Reedição permite releitura de visão inovadora

JOÃO CEZAR DE CASTRO ROCHA
ESPECIAL PARA A FOLHA

Os livros possuem seu próprio destino -promete o conhecido provérbio. Mas talvez não seja impertinente acrescentar que poucos têm a fortuna dos melhores vinhos. Nesse caso, o leitor que consultar a reedição, revista, de "A Formação da Literatura Brasileira (Momentos Decisivos)" saberá que 1959, momento de sua primeira edição, foi o ano de uma excepcional safra. Vale recordar, portanto, alguns pontos principais de sua história literária.
Em primeiro lugar, destaca-se o reconhecimento da relação intrínseca com a literatura portuguesa, ou seja, com a cultura ocidental -afirmação derivada da dialética entre tendências universalistas e particularistas.
Por isso mesmo, sua escrita não é teleológica: o caráter "nacional" da literatura não é a "causa", porém o "resultado" de um processo histórico multissecular.
Trata-se de uma contribuição realmente original -e não apenas no cenário brasileiro.
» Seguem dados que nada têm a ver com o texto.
use crate::lexer::Comment;
use crate::loc::{Loc, Pos};
use crate::parse_error::LocalizedParseError;
use crate::token::Token;

/// The edition of the ECMAScript specification to parse. Editions 2015 and later may also be
/// written by year via `from_year`.
#[derive(Clone, Copy, Debug, PartialEq, Eq, PartialOrd, Ord)]
pub enum EcmaVersion {
    E3,
    E5,
    E6,
    E7,
    E8,
    E9,
    E10,
    E11,
    E12,
    E13,
    Latest,
}

impl EcmaVersion {
    /// Numeric edition, with `Latest` resolving to the newest supported edition.
    pub fn num(self) -> u32 {
        match self {
            EcmaVersion::E3 => 3,
            EcmaVersion::E5 => 5,
            EcmaVersion::E6 => 6,
            EcmaVersion::E7 => 7,
            EcmaVersion::E8 => 8,
            EcmaVersion::E9 => 9,
            EcmaVersion::E10 => 10,
            EcmaVersion::E11 => 11,
            EcmaVersion::E12 => 12,
            EcmaVersion::E13 => 13,
            EcmaVersion::Latest => 13,
        }
    }

    pub fn from_num(num: u32) -> Option<EcmaVersion> {
        let version = match num {
            3 => EcmaVersion::E3,
            5 => EcmaVersion::E5,
            6 | 2015 => EcmaVersion::E6,
            7 | 2016 => EcmaVersion::E7,
            8 | 2017 => EcmaVersion::E8,
            9 | 2018 => EcmaVersion::E9,
            10 | 2019 => EcmaVersion::E10,
            11 | 2020 => EcmaVersion::E11,
            12 | 2021 => EcmaVersion::E12,
            13 | 2022 => EcmaVersion::E13,
            _ => return None,
        };

        Some(version)
    }
}

#[derive(Clone, Copy, Debug, PartialEq, Eq)]
pub enum SourceType {
    Script,
    Module,
}

/// Whether non-strict reserved words may be used as identifiers. `Never` additionally rejects
/// them as property and export names.
#[derive(Clone, Copy, Debug, PartialEq, Eq)]
pub enum AllowReserved {
    /// Follow the ecma version: reserved words are allowed below edition 5
    Default,
    Always,
    Never,
}

pub type OnToken = Box<dyn FnMut(&Token, Loc)>;
pub type OnComment = Box<dyn FnMut(&Comment)>;
pub type OnInsertedSemicolon = Box<dyn FnMut(Pos)>;
pub type OnTrailingComma = Box<dyn FnMut(Pos)>;
pub type OnRecoverableError = Box<dyn FnMut(LocalizedParseError)>;

/// Options controlling a single parse. Built with [`OptionsBuilder`].
pub struct Options {
    pub ecma_version: EcmaVersion,
    pub source_type: SourceType,
    pub allow_reserved: AllowReserved,
    pub allow_return_outside_function: bool,
    pub allow_import_export_everywhere: bool,
    pub allow_await_outside_function: bool,
    pub allow_hash_bang: bool,
    pub preserve_parens: bool,
    /// Called with every token the parser consumes
    pub on_token: Option<OnToken>,
    /// Called with every comment the lexer skips
    pub on_comment: Option<OnComment>,
    /// Called at each position where a semicolon was inserted automatically
    pub on_inserted_semicolon: Option<OnInsertedSemicolon>,
    /// Called at each trailing comma position
    pub on_trailing_comma: Option<OnTrailingComma>,
    /// When set, recoverable errors are passed to this callback and parsing continues. When
    /// unset, recoverable errors abort the parse like fatal ones.
    pub on_recoverable_error: Option<OnRecoverableError>,
}

impl Default for Options {
    fn default() -> Options {
        OptionsBuilder::new().build()
    }
}

pub struct OptionsBuilder {
    options: Options,
}

impl OptionsBuilder {
    pub fn new() -> OptionsBuilder {
        OptionsBuilder {
            options: Options {
                ecma_version: EcmaVersion::Latest,
                source_type: SourceType::Script,
                allow_reserved: AllowReserved::Default,
                allow_return_outside_function: false,
                allow_import_export_everywhere: false,
                allow_await_outside_function: false,
                allow_hash_bang: false,
                preserve_parens: false,
                on_token: None,
                on_comment: None,
                on_inserted_semicolon: None,
                on_trailing_comma: None,
                on_recoverable_error: None,
            },
        }
    }

    pub fn ecma_version(mut self, version: EcmaVersion) -> Self {
        self.options.ecma_version = version;
        self
    }

    pub fn source_type(mut self, source_type: SourceType) -> Self {
        self.options.source_type = source_type;
        self
    }

    pub fn allow_reserved(mut self, allow: AllowReserved) -> Self {
        self.options.allow_reserved = allow;
        self
    }

    pub fn allow_return_outside_function(mut self, allow: bool) -> Self {
        self.options.allow_return_outside_function = allow;
        self
    }

    pub fn allow_import_export_everywhere(mut self, allow: bool) -> Self {
        self.options.allow_import_export_everywhere = allow;
        self
    }

    pub fn allow_await_outside_function(mut self, allow: bool) -> Self {
        self.options.allow_await_outside_function = allow;
        self
    }

    pub fn allow_hash_bang(mut self, allow: bool) -> Self {
        self.options.allow_hash_bang = allow;
        self
    }

    pub fn preserve_parens(mut self, preserve: bool) -> Self {
        self.options.preserve_parens = preserve;
        self
    }

    pub fn on_token(mut self, on_token: OnToken) -> Self {
        self.options.on_token = Some(on_token);
        self
    }

    pub fn on_comment(mut self, on_comment: OnComment) -> Self {
        self.options.on_comment = Some(on_comment);
        self
    }

    pub fn on_inserted_semicolon(mut self, on_inserted_semicolon: OnInsertedSemicolon) -> Self {
        self.options.on_inserted_semicolon = Some(on_inserted_semicolon);
        self
    }

    pub fn on_trailing_comma(mut self, on_trailing_comma: OnTrailingComma) -> Self {
        self.options.on_trailing_comma = Some(on_trailing_comma);
        self
    }

    pub fn on_recoverable_error(mut self, on_recoverable_error: OnRecoverableError) -> Self {
        self.options.on_recoverable_error = Some(on_recoverable_error);
        self
    }

    pub fn build(self) -> Options {
        self.options
    }
}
Aliás, pelo contrário, essa sutileza passou despercebida, sobretudo pelos teóricos que produziram comentários críticos sofisticados tendo lido apenas a "Introdução" do volume. Embora malandro, tal método tem o mérito de chamar atenção para uma das novidades mais importantes da história literária de Antonio Candido, ou seja, seu emprego particular do conceito de sistema. Esse conceito estimulou uma narrativa não teleológica da formação da literatura nacional.
De um lado, o conceito de sistema dificultou o tradicional uso ideológico da história literária. Em lugar da simples sucessão cronológica de um repertório bibliográfico, o conceito de sistema demanda o estudo de momentos assimétricos. Candido oferece uma reflexão que não se compromete com um "resultado" determinado, conhecido a posteriori, porém se dedica à reconstrução do "processo" histórico.
De outro lado, o conceito de sistema valoriza a relação dos elementos em jogo. No caso, o sistema literário supõe o exame da dinâmica criada entre os vértices do triângulo: autor, obra e público. Portanto, a história literária se transforma no estudo do processo cujo resultado final não pode ser determinado a priori, mas exige o paciente trabalho de reconstrução dos momentos decisivos da formação -e, vale lembrar, a "formação" poderia não ter ocorrido ou ter conhecido concretizações muito distintas.
Na ordem sistêmica, não há resultados "necessários", mas condições possíveis, circunstâncias favoráveis ou obstáculos definitivos. Daí destaca-se outra contribuição de Antonio Candido. Em seu livro, o crítico somente cita obras efetivamente lidas. Perguntemos em voz baixa: não é verdade que o exercício mais comum das histórias literárias seja a menção compulsória de nomes de autores e títulos de obra sem um estudo cuidadoso? A história literária tende a subordinar as obras a uma concepção abrangente, tornando "ociosa" a leitura cerrada dos textos.
O valor da "Formação" só pode ser avaliado se o leitor discutir as análises de momentos específicos e de autores determinados.

Exclusões
Nesse horizonte, e sob o signo da distinção conceitual entre "manifestações literárias" e "literatura propriamente dita", as exclusões presentes na "Formação" adquirem novo vigor. Candido explicita o caráter narrativo de toda história, pois dramatiza suas opções, assumindo o peso de suas exclusões.
Ademais, o propósito de investigar a constituição do sistema literário brasileiro justifica metodologicamente o limite imposto à narrativa por meio do arco temporal privilegiado (mas não exclusivo): arcadismo e romantismo. Na visão do autor, os dois momentos decisivos na articulação entre autor, obra e público. E, para retornarmos à dialética do universal e do particular, a importância do arcadismo também se revela no diálogo estabelecido com a tradição da cultura ocidental.
Sem dúvida, podemos discordar de sua opção; com toda certeza, metodologias distintas e mesmo contrárias são bem-vindas. A reedição da "Formação" representa uma nova oportunidade de (re)ler uma das histórias literárias mais inovadoras do século 20.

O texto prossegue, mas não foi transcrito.